In this book, both theoretical and practical approaches are used to allow readers to understand complex topics and concepts easily also through real-life scenarios.

商品描述(中文翻譯)

本書介紹了在使用人工智慧(AI)和機器學習(ML)分析和管理敏感數據的醫療網路物理系統(MCPSs)中,與隱私和安全要求相關的主要技術進展。物聯網和人工智慧的進步在多個應用領域的醫療技術上取得了顯著進展。特別是,物理空間與網路空間(也稱為虛擬空間)之間的互聯,透過能夠收集用戶健康資訊的物理設備,促進了智能醫療網路物理系統(MCPSs)的發展,這些系統具備提供即時醫療服務的能力。另一方面,這些技術在改善病人護理方面的潛在創新,透過使用醫療設備、高級智能感測器和AI遠程分析健康參數,卻受到與管理的敏感數據相關的安全和隱私挑戰的阻礙。

本書從醫療應用和數位健康的AI與ML的最新技術開始,準確分析了與使用MCPSs相關的隱私和安全風險。接著,介紹了數位雙胞胎作為一項重要技術,透過學習和推理收集的現場即時數據來增強決策制定。此外,基於聯邦學習、微型機器學習和區塊鏈技術的去中心化醫療數據管理方法被引入,以將醫療數據管理的控制和責任從個別集中實體轉移到更分散的結構,從而保護隱私和安全。最後,討論了基於AI的安全監控方法在醫療領域的應用。

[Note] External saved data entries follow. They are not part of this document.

impl EngineConfig {
    pub fn criteria(&self) -> QualificationCriteria {
        QualificationCriteria {
            minimum_value: self.minimum_tender_value,
            preferred_locations: self.preferred_locations.clone(),
            minimum_days_remaining: self.minimum_days_remaining,
        }
    }

    pub fn pricing_settings(&self) -> PricingSettings {
        PricingSettings {
            overhead_pct: self.overhead_pct,
            contingency_pct: self.contingency_pct,
            assumed_length_km: self.assumed_length_km,
            currency: self.currency.clone(),
        }
    }
}
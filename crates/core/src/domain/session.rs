use chrono::{DateTime, Utc};
use serde::{Deserialize, Serialize};

use crate::domain::matching::MatchResult;
use crate::domain::opportunity::{OpportunityId, RankedOpportunity};
use crate::domain::pricing::PricingAnalysis;

#[derive(Clone, Debug, PartialEq, Eq, Hash, Serialize, Deserialize)]
pub struct SessionId(pub String);

#[derive(Clone, Copy, Debug, PartialEq, Eq, Serialize, Deserialize)]
#[serde(rename_all = "snake_case")]
pub enum ChatRole {
    User,
    Assistant,
}

#[derive(Clone, Debug, PartialEq, Eq, Serialize, Deserialize)]
pub struct ChatMessage {
    pub role: ChatRole,
    pub text: String,
    pub at: DateTime<Utc>,
}

#[derive(Clone, Copy, Debug, PartialEq, Eq, Serialize, Deserialize)]
#[serde(rename_all = "snake_case")]
pub enum WorkflowStage {
    Scanning,
    AwaitingSelection,
    Analyzing,
    Pricing,
    Compiling,
    Complete,
    Error,
}

impl WorkflowStage {
    pub fn as_str(&self) -> &'static str {
        match self {
            Self::Scanning => "scanning",
            Self::AwaitingSelection => "awaiting_selection",
            Self::Analyzing => "analyzing",
            Self::Pricing => "pricing",
            Self::Compiling => "compiling",
            Self::Complete => "complete",
            Self::Error => "error",
        }
    }
}

#[derive(Clone, Debug, PartialEq, Serialize, Deserialize)]
pub struct LineItemAnalysis {
    pub description: String,
    pub matches: Vec<MatchResult>,
}

#[derive(Clone, Debug, PartialEq, Serialize, Deserialize)]
pub struct TechnicalAnalysis {
    pub line_analyses: Vec<LineItemAnalysis>,
    pub recommended_products: Vec<MatchResult>,
}

#[derive(Clone, Debug, PartialEq, Eq, Serialize, Deserialize)]
pub struct ReportRef {
    pub report_id: String,
    pub path: String,
}

impl ReportRef {
    pub fn derive(session_id: &SessionId, opportunity_id: &OpportunityId) -> Self {
        Self {
            report_id: format!("{}_{}", session_id.0, opportunity_id.0),
            path: format!("/api/reports/{}/{}", session_id.0, opportunity_id.0),
        }
    }
}

/// Per-session workflow document. Owned by the session store between turns;
/// mutated only by the runtime while a single turn is in flight.
#[derive(Clone, Debug, PartialEq, Serialize, Deserialize)]
pub struct SessionState {
    pub id: SessionId,
    pub stage: WorkflowStage,
    pub conversation: Vec<ChatMessage>,
    pub opportunities: Vec<RankedOpportunity>,
    pub selected: Option<RankedOpportunity>,
    pub technical: Option<TechnicalAnalysis>,
    pub pricing: Option<PricingAnalysis>,
    pub final_summary: Option<String>,
    pub report: Option<ReportRef>,
    pub waiting_for_user: bool,
}

impl SessionState {
    pub fn new(id: SessionId) -> Self {
        Self {
            id,
            stage: WorkflowStage::Scanning,
            conversation: Vec::new(),
            opportunities: Vec::new(),
            selected: None,
            technical: None,
            pricing: None,
            final_summary: None,
            report: None,
            waiting_for_user: false,
        }
    }

    pub fn push_user(&mut self, text: impl Into<String>, at: DateTime<Utc>) {
        self.conversation.push(ChatMessage { role: ChatRole::User, text: text.into(), at });
    }

    pub fn push_assistant(&mut self, text: impl Into<String>, at: DateTime<Utc>) {
        self.conversation.push(ChatMessage { role: ChatRole::Assistant, text: text.into(), at });
    }
}

#[cfg(test)]
mod tests {
    use super::{ReportRef, SessionId, SessionState, WorkflowStage};
    use crate::domain::opportunity::OpportunityId;

    #[test]
    fn report_reference_derives_from_session_and_opportunity() {
        let report = ReportRef::derive(
            &SessionId("sess-7".to_owned()),
            &OpportunityId("RFP-2026-003".to_owned()),
        );

        assert_eq!(report.report_id, "sess-7_RFP-2026-003");
        assert_eq!(report.path, "/api/reports/sess-7/RFP-2026-003");
    }

    #[test]
    fn stage_tags_serialize_in_snake_case() {
        let json = serde_json::to_string(&WorkflowStage::AwaitingSelection).expect("serialize");
        assert_eq!(json, "\"awaiting_selection\"");
        assert_eq!(WorkflowStage::AwaitingSelection.as_str(), "awaiting_selection");
    }

    #[test]
    fn new_session_starts_empty_at_the_scanning_stage() {
        let state = SessionState::new(SessionId("sess-1".to_owned()));
        assert_eq!(state.stage, WorkflowStage::Scanning);
        assert!(state.conversation.is_empty());
        assert!(state.opportunities.is_empty());
        assert!(state.selected.is_none());
    }
}
pub mod audit;
pub mod catalog;
pub mod memory;
pub mod opportunity;
pub mod session;

use std::collections::BTreeMap;

use async_trait::async_trait;
use rust_decimal::Decimal;
use thiserror::Error;

use tenderflow_core::audit::AuditEvent;
use tenderflow_core::domain::opportunity::{Opportunity, OpportunityId, RawOpportunityRecord};
use tenderflow_core::domain::product::Product;
use tenderflow_core::domain::session::{SessionId, SessionState};

pub use audit::SqlAuditStore;
pub use catalog::SqlCatalogStore;
pub use memory::{
    InMemoryAuditStore, InMemoryCatalogStore, InMemoryOpportunityStore, InMemorySessionStore,
};
pub use opportunity::SqlOpportunityStore;
pub use session::SqlSessionStore;

#[derive(Debug, Error)]
pub enum StoreError {
    #[error("database error: {0}")]
    Database(#[from] sqlx::Error),
    #[error("stored document could not be decoded: {0}")]
    Decode(String),
    #[error("record rejected at ingestion: {0}")]
    InvalidRecord(String),
}

/// Session documents between turns. One row per session; `save` replaces the
/// whole document.
#[async_trait]
pub trait SessionStore: Send + Sync {
    async fn load(&self, id: &SessionId) -> Result<Option<SessionState>, StoreError>;
    async fn save(&self, state: &SessionState) -> Result<(), StoreError>;
}

/// Tender records. External records pass through [`RawOpportunityRecord::normalize`]
/// on the way in, so everything read back carries a canonical identifier.
#[async_trait]
pub trait OpportunityStore: Send + Sync {
    async fn ingest(&self, record: RawOpportunityRecord) -> Result<Opportunity, StoreError>;
    async fn get(&self, id: &OpportunityId) -> Result<Option<Opportunity>, StoreError>;
    async fn list(&self) -> Result<Vec<Opportunity>, StoreError>;
}

/// Product catalog and the per-test price list used by pricing.
#[async_trait]
pub trait CatalogStore: Send + Sync {
    async fn list_products(&self) -> Result<Vec<Product>, StoreError>;
    async fn save_product(&self, product: &Product) -> Result<(), StoreError>;
    async fn test_price_table(&self) -> Result<BTreeMap<String, Decimal>, StoreError>;
    async fn save_test_price(&self, test_name: &str, price: Decimal) -> Result<(), StoreError>;
}

/// Append-only audit trail.
#[async_trait]
pub trait AuditStore: Send + Sync {
    async fn append(&self, event: &AuditEvent) -> Result<(), StoreError>;
    async fn for_session(&self, session: &SessionId) -> Result<Vec<AuditEvent>, StoreError>;
}
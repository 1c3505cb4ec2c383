use core::fmt;

use q931_core::{BitBuffer, IeParseErr};

pub const CALL_IDENTITY_MAX_LEN: usize = 8;

/// Q.931 4.5.6 Call identity
/// Names a suspended call. The octets are assigned by the user and compared verbatim on resume.
#[derive(Debug, Clone, PartialEq, Eq, Hash)]
pub struct CallIdentity {
    pub identity: Vec<u8>,
}

impl CallIdentity {
    pub fn from_bitbuf(buffer: &mut BitBuffer) -> Result<Self, IeParseErr> {
        let identity = buffer.read_remaining_bytes();
        if identity.len() > CALL_IDENTITY_MAX_LEN {
            return Err(IeParseErr::InconsistentLength { expected: CALL_IDENTITY_MAX_LEN, found: identity.len() });
        }
        Ok(CallIdentity { identity })
    }

    pub fn to_bitbuf(&self, buffer: &mut BitBuffer) -> Result<(), IeParseErr> {
        if self.identity.len() > CALL_IDENTITY_MAX_LEN {
            return Err(IeParseErr::InconsistentLength { expected: CALL_IDENTITY_MAX_LEN, found: self.identity.len() });
        }
        buffer.write_bytes(&self.identity);
        Ok(())
    }
}

impl fmt::Display for CallIdentity {
    fn fmt(&self, f: &mut fmt::Formatter) -> fmt::Result {
        write!(f, "CallIdentity {{ identity: {:02x?} }}", self.identity)
    }
}
use core::fmt;

use q931_core::{BitBuffer, IeParseErr};

use crate::enums::signal_value::SignalValue;

/// Q.931 4.5.28 Signal
#[derive(Debug, Clone, Copy, PartialEq, Eq)]
pub struct Signal {
    pub value: SignalValue,
}

impl Signal {
    pub fn from_bitbuf(buffer: &mut BitBuffer) -> Result<Self, IeParseErr> {
        let val = buffer.read_field(8, "signal_value")?;
        let value = SignalValue::try_from(val).map_err(|_| IeParseErr::InvalidValue { field: "signal_value", value: val })?;
        Ok(Signal { value })
    }

    pub fn to_bitbuf(&self, buffer: &mut BitBuffer) -> Result<(), IeParseErr> {
        buffer.write_bits(self.value.into_raw(), 8);
        Ok(())
    }
}

impl fmt::Display for Signal {
    fn fmt(&self, f: &mut fmt::Formatter) -> fmt::Result {
        write!(f, "Signal {{ value: {} }}", self.value)
    }
}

本書採用了理論與實踐相結合的方法,使讀者能夠輕鬆理解複雜的主題和概念,並透過真實情境進行學習。

作者簡介

Massimo Ficco is Full Professor at the Computer Science Department of the University of Salerno, Italy. His major research interests include security and reliability aspects of critical infrastructures. Currently, his scientific research and dissemination activities concern the use of machine learning and artificial intelligence in the context of malware analysis and IoT systems. He has published more than 150 papers.

作者簡介(中文翻譯)

Massimo Ficco 是義大利薩萊諾大學計算機科學系的全職教授。他的主要研究興趣包括關鍵基礎設施的安全性和可靠性方面。目前,他的科學研究和推廣活動涉及在惡意軟體分析和物聯網系統中使用機器學習和人工智慧。他已發表超過 150 篇論文。